Dodd’s music is featured in an Emmy-nominated documentary film on Civil War music, produced by Nashville Public Television.
On Thursday, Sept. 11, he will bring his “Songs and Stories of the American Revolution” to the Mifflin County Historical Society Fall Banquet to be held at the Penn Valley Christian Retreat in Allensville.
Seating begins at 5:45 p.m. and a family-style roast turkey dinner will be served with all the trimmings. Dodd will provide the after-dinner entertainment, taking his audience back in time to the days of the American colonial settlement and the American Revolution.
“The Revolutionary War theme is a prelude to next year’s 250th anniversary of U.S. independence, which the nation will be acknowledging through 2026,” said Forest Fisher, volunteer with the Mifflin County Historical Society of this year’s guest. “It seemed fitting to kick off that celebration a bit early.”

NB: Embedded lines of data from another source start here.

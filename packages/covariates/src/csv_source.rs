//! Covariates from a per-region CSV file.

use std::io::Read;
use std::path::Path;

use liveability_region_models::CovariateValue;

use crate::CovariateError;

/// Reads `fields` from the first record of the CSV at `path`.
///
/// # Errors
///
/// Returns [`CovariateError`] if the file cannot be opened or is not
/// valid CSV.
pub fn read_csv(path: &Path, fields: &[String]) -> Result<Vec<(String, CovariateValue)>, CovariateError> {
    let file = std::fs::File::open(path).map_err(|e| CovariateError::Io {
        path: path.display().to_string(),
        source: e,
    })?;
    log::info!("Reading covariates from {}", path.display());
    covariates_from_reader(file, fields, &path.display().to_string())
}

/// Reads `fields` from the first record of CSV data. `origin` names the
/// input in errors and warnings.
///
/// Missing columns, missing records and missing-data markers all yield
/// [`CovariateValue::Null`] with a warning.
///
/// # Errors
///
/// Returns [`CovariateError::Csv`] if the data is not valid CSV.
pub fn covariates_from_reader<R: Read>(
    reader: R,
    fields: &[String],
    origin: &str,
) -> Result<Vec<(String, CovariateValue)>, CovariateError> {
    let csv_error = |source| CovariateError::Csv {
        path: origin.to_string(),
        source,
    };

    let mut reader = csv::ReaderBuilder::new().flexible(true).from_reader(reader);

    let headers: Vec<String> = reader
        .headers()
        .map_err(csv_error)?
        .iter()
        .map(|h| h.trim().to_owned())
        .collect();

    let record = reader.records().next().transpose().map_err(csv_error)?;
    if record.is_none() {
        log::warn!("{origin} has no records; covariates will be null");
    }

    Ok(fields
        .iter()
        .map(|field| {
            let Some(idx) = headers.iter().position(|h| h == field) else {
                log::warn!("{origin} has no `{field}` column; using null");
                return (field.clone(), CovariateValue::Null);
            };

            let value = record
                .as_ref()
                .and_then(|r| r.get(idx))
                .map_or(CovariateValue::Null, CovariateValue::parse);

            if value.is_null() {
                log::warn!("{origin}: `{field}` is missing; using null");
            }
            (field.clone(), value)
        })
        .collect())
}

#[cfg(test)]
mod tests {
    use super::*;

    fn fields(names: &[&str]) -> Vec<String> {
        names.iter().map(ToString::to_string).collect()
    }

    #[test]
    fn reads_first_record_only() {
        let data = "city,E_EC2E_E15,climate\nTestville, 41.5 ,Cfb\nOther,1,Af\n";
        let values =
            covariates_from_reader(data.as_bytes(), &fields(&["E_EC2E_E15", "climate"]), "t.csv")
                .unwrap();
        assert_eq!(
            values,
            vec![
                ("E_EC2E_E15".to_string(), CovariateValue::Number(41.5)),
                ("climate".to_string(), CovariateValue::Text("Cfb".to_string())),
            ]
        );
    }

    #[test]
    fn markers_and_missing_columns_are_null() {
        let data = "a,b,c\nnan,,NA\n";
        let values =
            covariates_from_reader(data.as_bytes(), &fields(&["a", "b", "c", "d"]), "t.csv").unwrap();
        assert_eq!(values.len(), 4);
        assert!(values.iter().all(|(_, v)| v.is_null()));
        assert_eq!(values[3].0, "d");
    }

    #[test]
    fn short_rows_and_empty_files_are_null() {
        let values = covariates_from_reader("a,b\n1\n".as_bytes(), &fields(&["a", "b"]), "t.csv").unwrap();
        assert_eq!(values[0].1, CovariateValue::Number(1.0));
        assert!(values[1].1.is_null());

        let values = covariates_from_reader("a,b\n".as_bytes(), &fields(&["a"]), "t.csv").unwrap();
        assert!(values[0].1.is_null());
    }

    #[test]
    fn headers_are_trimmed() {
        let values = covariates_from_reader(" a , b \n1,2\n".as_bytes(), &fields(&["b"]), "t.csv").unwrap();
        assert_eq!(values[0].1, CovariateValue::Number(2.0));
    }

    #[test]
    fn missing_file_names_the_path() {
        let err = read_csv(Path::new("/nonexistent/covariates.csv"), &fields(&["a"])).unwrap_err();
        assert!(err.to_string().contains("/nonexistent/covariates.csv"));
    }
}
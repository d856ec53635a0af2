//! Color utilities for the scene painter.

use ratatui::style::Color;

/// Straight (non-premultiplied) RGBA color with channels in `[0, 1]`.
#[derive(Debug, Clone, Copy, PartialEq)]
pub struct Rgba {
    pub r: f32,
    pub g: f32,
    pub b: f32,
    pub a: f32,
}

impl Rgba {
    pub const BLACK: Rgba = Rgba::rgb(0, 0, 0);

    /// Opaque color from 8-bit channels.
    pub const fn rgb(r: u8, g: u8, b: u8) -> Self {
        Self::rgba(r, g, b, 1.0)
    }

    /// Color from 8-bit channels and a float alpha, like CSS `rgba()`.
    pub const fn rgba(r: u8, g: u8, b: u8, a: f32) -> Self {
        Self {
            r: r as f32 / 255.0,
            g: g as f32 / 255.0,
            b: b as f32 / 255.0,
            a,
        }
    }

    pub fn with_alpha(self, a: f32) -> Self {
        Self { a, ..self }
    }

    /// Linear interpolation of all four channels.
    pub fn lerp(self, other: Rgba, t: f32) -> Self {
        let t = t.clamp(0.0, 1.0);
        Self {
            r: self.r + (other.r - self.r) * t,
            g: self.g + (other.g - self.g) * t,
            b: self.b + (other.b - self.b) * t,
            a: self.a + (other.a - self.a) * t,
        }
    }
}

/// Convert a float RGB pixel to a terminal color.
pub fn pixel_to_color(pixel: [f32; 3]) -> Color {
    let channel = |v: f32| (v.clamp(0.0, 1.0) * 255.0).round() as u8;
    Color::Rgb(channel(pixel[0]), channel(pixel[1]), channel(pixel[2]))
}
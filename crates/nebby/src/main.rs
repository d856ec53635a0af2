mod logging;

use std::mem;
use std::path::PathBuf;
use std::time::Duration;

use crossterm::event::{self, Event, KeyCode, KeyEvent, KeyEventKind, KeyModifiers};
use nebby_config::{Config, ConfigError};
use nebby_core::{CancellationToken, FrameScheduler, SimState, SystemClock, advance};
use nebby_scene::{SceneState, viewport_for_area};
use ratatui::{
    DefaultTerminal, Frame,
    layout::{Alignment, Rect},
    style::{Color, Stylize},
    text::Line,
    widgets::Paragraph,
};

const HELP_KEY: Color = Color::Rgb(180, 120, 255);

fn main() -> color_eyre::Result<()> {
    color_eyre::install()?;
    if let Err(err) = logging::init() {
        eprintln!("nebby: logging disabled: {err}");
    }
    let (config, config_path) = config_or_default(Config::load(), Config::default_path().ok())?;
    tracing::info!(?config, ?config_path, "starting");

    let terminal = ratatui::init();
    let result = App::new(config, config_path).run(terminal);
    ratatui::restore();
    result
}

/// Without a config directory the defaults are used and never saved.
fn config_or_default(
    loaded: Result<Config, ConfigError>,
    path: Option<PathBuf>,
) -> Result<(Config, Option<PathBuf>), ConfigError> {
    match loaded {
        Ok(config) => Ok((config, path)),
        Err(ConfigError::NoConfigDir) => Ok((Config::default(), None)),
        Err(err) => Err(err),
    }
}

/// The main application which holds the state and logic of the application.
#[derive(Debug)]
pub struct App {
    /// Loaded settings; `show_hud` is kept in sync with the toggle.
    config: Config,
    /// Where to persist settings. `None` keeps changes in memory.
    config_path: Option<PathBuf>,
    /// Stops the frame scheduler.
    token: CancellationToken,
    /// Pixel canvas carried between frames.
    scene: SceneState,
}

impl App {
    /// Construct a new instance of [`App`].
    pub fn new(config: Config, config_path: Option<PathBuf>) -> Self {
        Self {
            config,
            config_path,
            token: CancellationToken::new(),
            scene: SceneState::new(),
        }
    }

    /// Run the frame loop until a quit key is pressed.
    pub fn run(mut self, mut terminal: DefaultTerminal) -> color_eyre::Result<()> {
        let size = terminal.size()?;
        let viewport = viewport_for_area(size.width, size.height, self.config.pixel_ratio);
        let mut state = SimState::new(
            self.config.cycle(),
            viewport,
            self.config.star_count,
            &mut rand::thread_rng(),
        );

        let scheduler = FrameScheduler::new(
            SystemClock::new(self.config.speed_multiplier),
            self.token.clone(),
            self.config.target_fps,
        );
        let report = scheduler.run(|now| -> color_eyre::Result<()> {
            state = self.handle_crossterm_events(mem::take(&mut state))?;
            state = advance(mem::take(&mut state), now);
            terminal.draw(|frame| self.render(frame, &state))?;
            Ok(())
        })?;

        tracing::info!(frames = report.frames, overruns = report.overruns, "stopped");
        Ok(())
    }

    /// Renders the scene, the HUD and the key help line.
    fn render(&mut self, frame: &mut Frame, state: &SimState) {
        self.scene
            .render(frame, &state.snapshot(), self.config.show_hud);

        let area = frame.area();
        if area.height == 0 {
            return;
        }
        let help = Line::from(vec![
            "q".bold().fg(HELP_KEY),
            " quit  ".dark_gray(),
            "h".bold().fg(HELP_KEY),
            " hud".dark_gray(),
        ]);
        let bottom = Rect {
            y: area.bottom() - 1,
            height: 1,
            ..area
        };
        frame.render_widget(Paragraph::new(help).alignment(Alignment::Right), bottom);
    }

    /// Drains pending events without blocking the frame.
    fn handle_crossterm_events(&mut self, mut state: SimState) -> color_eyre::Result<SimState> {
        while event::poll(Duration::ZERO)? {
            match event::read()? {
                Event::Key(key) if key.kind == KeyEventKind::Press => self.on_key_event(key),
                Event::Resize(width, height) => state = self.on_resize(state, width, height),
                _ => {}
            }
        }
        Ok(state)
    }

    /// Handles the key events and updates the state of [`App`].
    fn on_key_event(&mut self, key: KeyEvent) {
        match (key.modifiers, key.code) {
            (_, KeyCode::Esc | KeyCode::Char('q'))
            | (KeyModifiers::CONTROL, KeyCode::Char('c') | KeyCode::Char('C')) => self.quit(),
            (_, KeyCode::Char('h')) => self.toggle_hud(),
            _ => {}
        }
    }

    /// Rescale the simulation to a new terminal size.
    fn on_resize(&self, state: SimState, width: u16, height: u16) -> SimState {
        let viewport = viewport_for_area(width, height, self.config.pixel_ratio);
        tracing::info!(width, height, "terminal resized");
        state.resized(viewport)
    }

    /// Show or hide the HUD and persist the choice.
    fn toggle_hud(&mut self) {
        self.config.show_hud = !self.config.show_hud;
        let Some(path) = &self.config_path else {
            return;
        };
        if let Err(err) = self.config.save_to(path) {
            tracing::warn!(%err, "failed to save config");
        }
    }

    /// Cancel the scheduler to quit the application.
    fn quit(&mut self) {
        self.token.cancel();
    }
}
//! Minimal 2D point type shared by the simulation and the painter.

use std::ops::{Add, Mul, Sub};

/// A point or vector in logical scene units.
#[derive(Debug, Clone, Copy, Default, PartialEq)]
pub struct Point {
    pub x: f32,
    pub y: f32,
}

impl Point {
    pub const ZERO: Point = Point { x: 0.0, y: 0.0 };

    pub const fn new(x: f32, y: f32) -> Self {
        Self { x, y }
    }

    /// Euclidean length when treated as a vector.
    pub fn length(self) -> f32 {
        self.x.hypot(self.y)
    }

    /// Distance to another point.
    pub fn distance(self, other: Point) -> f32 {
        (self - other).length()
    }

    pub fn dot(self, other: Point) -> f32 {
        self.x * other.x + self.y * other.y
    }
}

impl Add for Point {
    type Output = Point;

    fn add(self, rhs: Point) -> Point {
        Point::new(self.x + rhs.x, self.y + rhs.y)
    }
}

impl Sub for Point {
    type Output = Point;

    fn sub(self, rhs: Point) -> Point {
        Point::new(self.x - rhs.x, self.y - rhs.y)
    }
}

impl Mul<f32> for Point {
    type Output = Point;

    fn mul(self, rhs: f32) -> Point {
        Point::new(self.x * rhs, self.y * rhs)
    }
}

#[cfg(test)]
mod tests {
    use super::*;
    use approx::assert_relative_eq;

    #[test]
    fn test_point_arithmetic() {
        let a = Point::new(3.0, 4.0);
        let b = Point::new(1.0, 1.0);
        assert_eq!(a + b, Point::new(4.0, 5.0));
        assert_eq!(a - b, Point::new(2.0, 3.0));
        assert_eq!(b * -2.0, Point::new(-2.0, -2.0));
        assert_relative_eq!(a.length(), 5.0);
        assert_relative_eq!(a.dot(b), 7.0);
        assert_relative_eq!(Point::ZERO.distance(a), 5.0);
    }
}
//! Immediate-mode 2D drawing surface.

use nebby_core::{Ellipse, Point, Viewport};

use crate::color::Rgba;

/// Axis-aligned rectangle in logical units.
#[derive(Debug, Clone, Copy, PartialEq)]
pub struct Rect {
    pub x: f32,
    pub y: f32,
    pub width: f32,
    pub height: f32,
}

impl Rect {
    pub fn from_viewport(viewport: &Viewport) -> Self {
        Self {
            x: 0.0,
            y: 0.0,
            width: viewport.width,
            height: viewport.height,
        }
    }
}

/// A color at a position along a gradient.
#[derive(Debug, Clone, Copy, PartialEq)]
pub struct ColorStop {
    pub offset: f32,
    pub color: Rgba,
}

pub const fn stop(offset: f32, color: Rgba) -> ColorStop {
    ColorStop { offset, color }
}

/// How a shape is colored.
#[derive(Debug, Clone, PartialEq)]
pub enum Paint {
    Solid(Rgba),
    /// Gradient along the segment `start`..`end`.
    Linear {
        start: Point,
        end: Point,
        stops: Vec<ColorStop>,
    },
    /// Gradient from `center` out to `radius`.
    Radial {
        center: Point,
        radius: f32,
        stops: Vec<ColorStop>,
    },
}

impl Paint {
    /// Color of the paint at a logical position.
    pub fn color_at(&self, p: Point) -> Rgba {
        match self {
            Paint::Solid(color) => *color,
            Paint::Linear { start, end, stops } => {
                let axis = *end - *start;
                let len_sq = axis.dot(axis);
                let t = if len_sq > 0.0 {
                    (p - *start).dot(axis) / len_sq
                } else {
                    0.0
                };
                sample(stops, t)
            }
            Paint::Radial {
                center,
                radius,
                stops,
            } => {
                let t = if *radius > 0.0 {
                    p.distance(*center) / radius
                } else {
                    1.0
                };
                sample(stops, t)
            }
        }
    }
}

/// Interpolate a color from stops sorted by offset.
fn sample(stops: &[ColorStop], t: f32) -> Rgba {
    let (Some(first), Some(last)) = (stops.first(), stops.last()) else {
        return Rgba::BLACK.with_alpha(0.0);
    };
    if t <= first.offset {
        return first.color;
    }
    for pair in stops.windows(2) {
        let (a, b) = (pair[0], pair[1]);
        if t <= b.offset {
            let span = b.offset - a.offset;
            if span <= 0.0 {
                return b.color;
            }
            return a.color.lerp(b.color, (t - a.offset) / span);
        }
    }
    last.color
}

/// End cap style for strokes.
#[derive(Debug, Clone, Copy, Default, PartialEq, Eq)]
pub enum LineCap {
    #[default]
    Butt,
    Round,
}

/// Stroke style.
#[derive(Debug, Clone, PartialEq)]
pub struct Stroke {
    pub paint: Paint,
    pub width: f32,
    pub cap: LineCap,
}

impl Stroke {
    pub fn solid(color: Rgba, width: f32) -> Self {
        Self {
            paint: Paint::Solid(color),
            width,
            cap: LineCap::Butt,
        }
    }
}

/// Soft glow drawn beneath filled circles.
#[derive(Debug, Clone, Copy, PartialEq)]
pub struct Shadow {
    pub color: Rgba,
    /// Blur extent in logical units.
    pub blur: f32,
}

/// Drawing primitives the scene painter needs. Coordinates are logical.
pub trait Surface {
    /// Logical size and pixel ratio of the surface.
    fn viewport(&self) -> Viewport;

    /// Reset every pixel to transparent black.
    fn clear(&mut self);

    /// Multiply subsequent drawing by `alpha`.
    fn set_global_alpha(&mut self, alpha: f32);

    /// Glow applied to subsequent filled circles, `None` to disable.
    fn set_shadow(&mut self, shadow: Option<Shadow>);

    fn fill_rect(&mut self, rect: Rect, paint: &Paint);

    fn fill_circle(&mut self, center: Point, radius: f32, paint: &Paint);

    /// Outline an axis-aligned ellipse.
    fn stroke_ellipse(&mut self, ellipse: &Ellipse, stroke: &Stroke);

    fn stroke_line(&mut self, from: Point, to: Point, stroke: &Stroke);
}
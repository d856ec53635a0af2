//! Scene render state management.

use nebby_core::{Snapshot, Viewport};
use ratatui::{Frame, layout::Rect, widgets::Paragraph};

use crate::canvas::PixelCanvas;
use crate::hud::render_hud;
use crate::painter::render_scene;
use crate::surface::Surface;

/// Logical viewport for a terminal area: one pixel per column, two per row.
pub fn viewport_for_area(width: u16, height: u16, pixel_ratio: f32) -> Viewport {
    Viewport::from_device(width as u32, height as u32 * 2, pixel_ratio)
}

/// Owns the pixel canvas between frames.
#[derive(Debug)]
pub struct SceneState {
    /// Backing canvas, reallocated when the viewport changes.
    canvas: PixelCanvas,
}

impl Default for SceneState {
    fn default() -> Self {
        Self::new()
    }
}

impl SceneState {
    /// Create a scene with an empty canvas. It is sized on first render.
    pub fn new() -> Self {
        Self {
            canvas: PixelCanvas::new(Viewport::new(0.0, 0.0, 1.0)),
        }
    }

    pub fn canvas(&self) -> &PixelCanvas {
        &self.canvas
    }

    /// Paint the snapshot and flush it to the frame, then the HUD on top.
    pub fn render(&mut self, frame: &mut Frame, snapshot: &Snapshot<'_>, show_hud: bool) {
        if snapshot.viewport != self.canvas.viewport() {
            tracing::debug!(
                width = snapshot.viewport.width,
                height = snapshot.viewport.height,
                "reallocating canvas"
            );
            self.canvas.resize(snapshot.viewport);
        }

        if !snapshot.viewport.is_empty() {
            render_scene(&mut self.canvas, snapshot);
            let area = frame.area();
            let (_, device_height) = self.canvas.device_size();
            let rows = (device_height.div_ceil(2) as u16).min(area.height);
            let target = Rect { height: rows, ..area };
            frame.render_widget(Paragraph::new(self.canvas.to_lines()), target);
        }

        if show_hud {
            render_hud(frame, &snapshot.readout);
        }
    }
}
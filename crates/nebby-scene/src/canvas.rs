//! Software rasterizer backing the scene on a terminal.
//!
//! Pixels live at device resolution (`logical * pixel_ratio`). Shapes are
//! anti-aliased by estimating per-pixel coverage from a distance function,
//! and composited source-over onto an opaque RGB buffer.

use std::f32::consts::PI;
use std::ops::Range;

use nebby_core::{Ellipse, Point, Viewport};
use ratatui::{
    style::Style,
    text::{Line, Span},
};

use crate::color::{Rgba, pixel_to_color};
use crate::surface::{LineCap, Paint, Rect, Shadow, Stroke, Surface};

/// Upper half block: foreground paints the top pixel, background the bottom.
const HALF_BLOCK: &str = "▀";

/// RGB pixel buffer implementing [`Surface`].
#[derive(Debug, Clone)]
pub struct PixelCanvas {
    viewport: Viewport,
    width: usize,
    height: usize,
    pixels: Vec<[f32; 3]>,
    global_alpha: f32,
    shadow: Option<Shadow>,
}

impl PixelCanvas {
    pub fn new(viewport: Viewport) -> Self {
        let (width, height) = viewport.device_size();
        Self {
            viewport,
            width,
            height,
            pixels: vec![[0.0; 3]; width * height],
            global_alpha: 1.0,
            shadow: None,
        }
    }

    /// Reallocate for a new viewport. Contents are cleared.
    pub fn resize(&mut self, viewport: Viewport) {
        *self = Self::new(viewport);
    }

    /// Device size in pixels.
    pub fn device_size(&self) -> (usize, usize) {
        (self.width, self.height)
    }

    /// Pixel at device coordinates, if inside the buffer.
    pub fn pixel(&self, x: usize, y: usize) -> Option<[f32; 3]> {
        if x < self.width && y < self.height {
            Some(self.pixels[y * self.width + x])
        } else {
            None
        }
    }

    /// Flush to terminal lines, two pixel rows per line.
    pub fn to_lines(&self) -> Vec<Line<'static>> {
        (0..self.height.div_ceil(2))
            .map(|row| {
                let spans: Vec<Span> = (0..self.width)
                    .map(|x| {
                        let top = self.pixel(x, row * 2).unwrap_or_default();
                        let bottom = self.pixel(x, row * 2 + 1).unwrap_or_default();
                        Span::styled(
                            HALF_BLOCK,
                            Style::new()
                                .fg(pixel_to_color(top))
                                .bg(pixel_to_color(bottom)),
                        )
                    })
                    .collect();
                Line::from(spans)
            })
            .collect()
    }

    fn scale(&self) -> f32 {
        self.viewport.pixel_ratio
    }

    /// Device pixel ranges covering the logical box `min..max`, clipped.
    fn clip(&self, min: Point, max: Point) -> Option<(Range<usize>, Range<usize>)> {
        let s = self.scale();
        let x0 = (min.x * s).floor().max(0.0);
        let y0 = (min.y * s).floor().max(0.0);
        let x1 = (max.x * s).ceil().min(self.width as f32);
        let y1 = (max.y * s).ceil().min(self.height as f32);
        if !(x0 < x1 && y0 < y1) {
            return None;
        }
        Some((x0 as usize..x1 as usize, y0 as usize..y1 as usize))
    }

    /// Visit every pixel in the clipped box with its device-space center.
    /// `coverage` maps a device-space center to `[0, 1]`.
    fn fill_with<F>(&mut self, min: Point, max: Point, paint: &Paint, coverage: F)
    where
        F: Fn(Point) -> f32,
    {
        let Some((xs, ys)) = self.clip(min, max) else {
            return;
        };
        let s = self.scale();
        for y in ys {
            for x in xs.clone() {
                let center = Point::new(x as f32 + 0.5, y as f32 + 0.5);
                let cov = coverage(center);
                if cov <= 0.0 {
                    continue;
                }
                let color = paint.color_at(center * (1.0 / s));
                self.blend(x, y, color, cov);
            }
        }
    }

    fn blend(&mut self, x: usize, y: usize, color: Rgba, coverage: f32) {
        let a = (color.a * coverage * self.global_alpha).clamp(0.0, 1.0);
        if a <= 0.0 {
            return;
        }
        let px = &mut self.pixels[y * self.width + x];
        px[0] = px[0] * (1.0 - a) + color.r * a;
        px[1] = px[1] * (1.0 - a) + color.g * a;
        px[2] = px[2] * (1.0 - a) + color.b * a;
    }

    fn draw_glow(&mut self, center: Point, radius: f32, shadow: Shadow) {
        let s = self.scale();
        let c = center * s;
        let r = radius * s;
        let sigma = (shadow.blur * s / 2.0).max(0.01);
        let reach = radius + shadow.blur * 1.5;
        let extent = Point::new(reach, reach);
        let paint = Paint::Solid(shadow.color);
        self.fill_with(center - extent, center + extent, &paint, |p| {
            let outside = (p.distance(c) - r).max(0.0);
            (-(outside * outside) / (2.0 * sigma * sigma)).exp()
        });
    }
}

/// Coverage of a pixel by a disc of `radius` whose center is `distance` away.
/// Sub-pixel discs are dimmed by their area instead of vanishing.
fn disc_coverage(distance: f32, radius: f32) -> f32 {
    if radius >= 0.5 {
        (radius - distance + 0.5).clamp(0.0, 1.0)
    } else {
        (PI * radius * radius).min(1.0) * (1.0 - distance).clamp(0.0, 1.0)
    }
}

/// Coverage of a pixel by a band of `half_width` around a curve `distance` away.
fn band_coverage(distance: f32, half_width: f32) -> f32 {
    let distance = distance.abs();
    if half_width >= 0.5 {
        (half_width - distance + 0.5).clamp(0.0, 1.0)
    } else {
        (2.0 * half_width) * (1.0 - distance).clamp(0.0, 1.0)
    }
}

/// Approximate signed distance from `p` to an origin-centered ellipse.
fn ellipse_distance(p: Point, rx: f32, ry: f32) -> f32 {
    let k = ((p.x / rx).powi(2) + (p.y / ry).powi(2)).sqrt();
    if k <= f32::EPSILON {
        return -rx.min(ry);
    }
    let gradient = Point::new(p.x / (rx * rx * k), p.y / (ry * ry * k));
    (k - 1.0) / gradient.length()
}

impl Surface for PixelCanvas {
    fn viewport(&self) -> Viewport {
        self.viewport
    }

    fn clear(&mut self) {
        self.pixels.fill([0.0; 3]);
    }

    fn set_global_alpha(&mut self, alpha: f32) {
        self.global_alpha = alpha.clamp(0.0, 1.0);
    }

    fn set_shadow(&mut self, shadow: Option<Shadow>) {
        self.shadow = shadow;
    }

    fn fill_rect(&mut self, rect: Rect, paint: &Paint) {
        let s = self.scale();
        let (x0, y0) = (rect.x * s, rect.y * s);
        let (x1, y1) = ((rect.x + rect.width) * s, (rect.y + rect.height) * s);
        let min = Point::new(rect.x, rect.y);
        let max = Point::new(rect.x + rect.width, rect.y + rect.height);
        self.fill_with(min, max, paint, |p| {
            let cx = ((p.x + 0.5).min(x1) - (p.x - 0.5).max(x0)).clamp(0.0, 1.0);
            let cy = ((p.y + 0.5).min(y1) - (p.y - 0.5).max(y0)).clamp(0.0, 1.0);
            cx * cy
        });
    }

    fn fill_circle(&mut self, center: Point, radius: f32, paint: &Paint) {
        if radius <= 0.0 {
            return;
        }
        if let Some(shadow) = self.shadow {
            self.draw_glow(center, radius, shadow);
        }
        let s = self.scale();
        let c = center * s;
        let r = radius * s;
        let pad = 1.0 / s;
        let extent = Point::new(radius + pad, radius + pad);
        self.fill_with(center - extent, center + extent, paint, |p| {
            disc_coverage(p.distance(c), r)
        });
    }

    fn stroke_ellipse(&mut self, ellipse: &Ellipse, stroke: &Stroke) {
        if ellipse.rx <= 0.0 || ellipse.ry <= 0.0 || stroke.width <= 0.0 {
            return;
        }
        let s = self.scale();
        let c = ellipse.center * s;
        let (rx, ry) = (ellipse.rx * s, ellipse.ry * s);
        let half = stroke.width * s / 2.0;
        let pad = stroke.width / 2.0 + 1.0 / s;
        let extent = Point::new(ellipse.rx + pad, ellipse.ry + pad);
        self.fill_with(
            ellipse.center - extent,
            ellipse.center + extent,
            &stroke.paint,
            |p| band_coverage(ellipse_distance(p - c, rx, ry), half),
        );
    }

    fn stroke_line(&mut self, from: Point, to: Point, stroke: &Stroke) {
        if stroke.width <= 0.0 {
            return;
        }
        let s = self.scale();
        let (a, b) = (from * s, to * s);
        let axis = b - a;
        let len_sq = axis.dot(axis);
        let half = stroke.width * s / 2.0;
        let cap = stroke.cap;
        let pad = stroke.width / 2.0 + 1.0 / s;
        let min = Point::new(from.x.min(to.x) - pad, from.y.min(to.y) - pad);
        let max = Point::new(from.x.max(to.x) + pad, from.y.max(to.y) + pad);
        self.fill_with(min, max, &stroke.paint, |p| {
            let t = if len_sq > 0.0 {
                (p - a).dot(axis) / len_sq
            } else {
                0.0
            };
            if cap == LineCap::Butt && !(0.0..=1.0).contains(&t) {
                return 0.0;
            }
            let nearest = a + axis * t.clamp(0.0, 1.0);
            band_coverage(p.distance(nearest), half)
        });
    }
}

Using rousing period songs and stories that put the songs into the context of the time, Dodd brings to life the exciting days of 1776. Dressed in colonial garb, he sings and plays guitar, banjo and mandolin.
Though he continued teaching, he spent a year and a half “immersing myself in the songs” and preparing a program.
Dodd, of Mechanicsburg, has now been performing for more than 30 years. And he has expanded his repertoire to about 20 different shows, combining storytelling with music. He has gradually added shows over the years.
While the “Songs and Stories of the Civil War” program is the oldest — and dear to him, he said — a visit to the Allegheny Portage Railroad National Historic Site in Cresson, led him to explore other themes.
“The rangers there said, ‘You should do a railroad show,'” he said, and “Songs and Stories of Old Railroad Days” was born.
“I do a lot of retirement centers,” he said, “and one time someone said, ‘You should do the Old West.’ And then I got a call from a canal group …”
In addition to the Civil War, the Old West, railroads and canals, Dodd has put together programs focusing on sailing, hobos, American road and most holidays.
Part raconteur, part entertainer, Dodd said his decades as a special-education teacher prepared him well for his musical career.
“You have to be an entertainer” to keep the students focused, said Dodd, who combines his love of American history and of American folk music in his presentation and has performed his shows throughout 10 states and Canada. He eventually retired from a school district in Cumberland County, Pa.
His Civil War music is featured in the Nashville Public Television video documentary, “Civil War 150 — Civil War Songs and Stories”
along with members of the Oak Ridge Boys, Crystal Gayle, Bo Bice and others.
The cost for tickets is $25 for members and $30 for non-members. Children ages 4 to 10 are half price. Reservations must be paid in advance.
The deadline to purchase tickets is Tuesday, Sept. 2 or when the event sells out.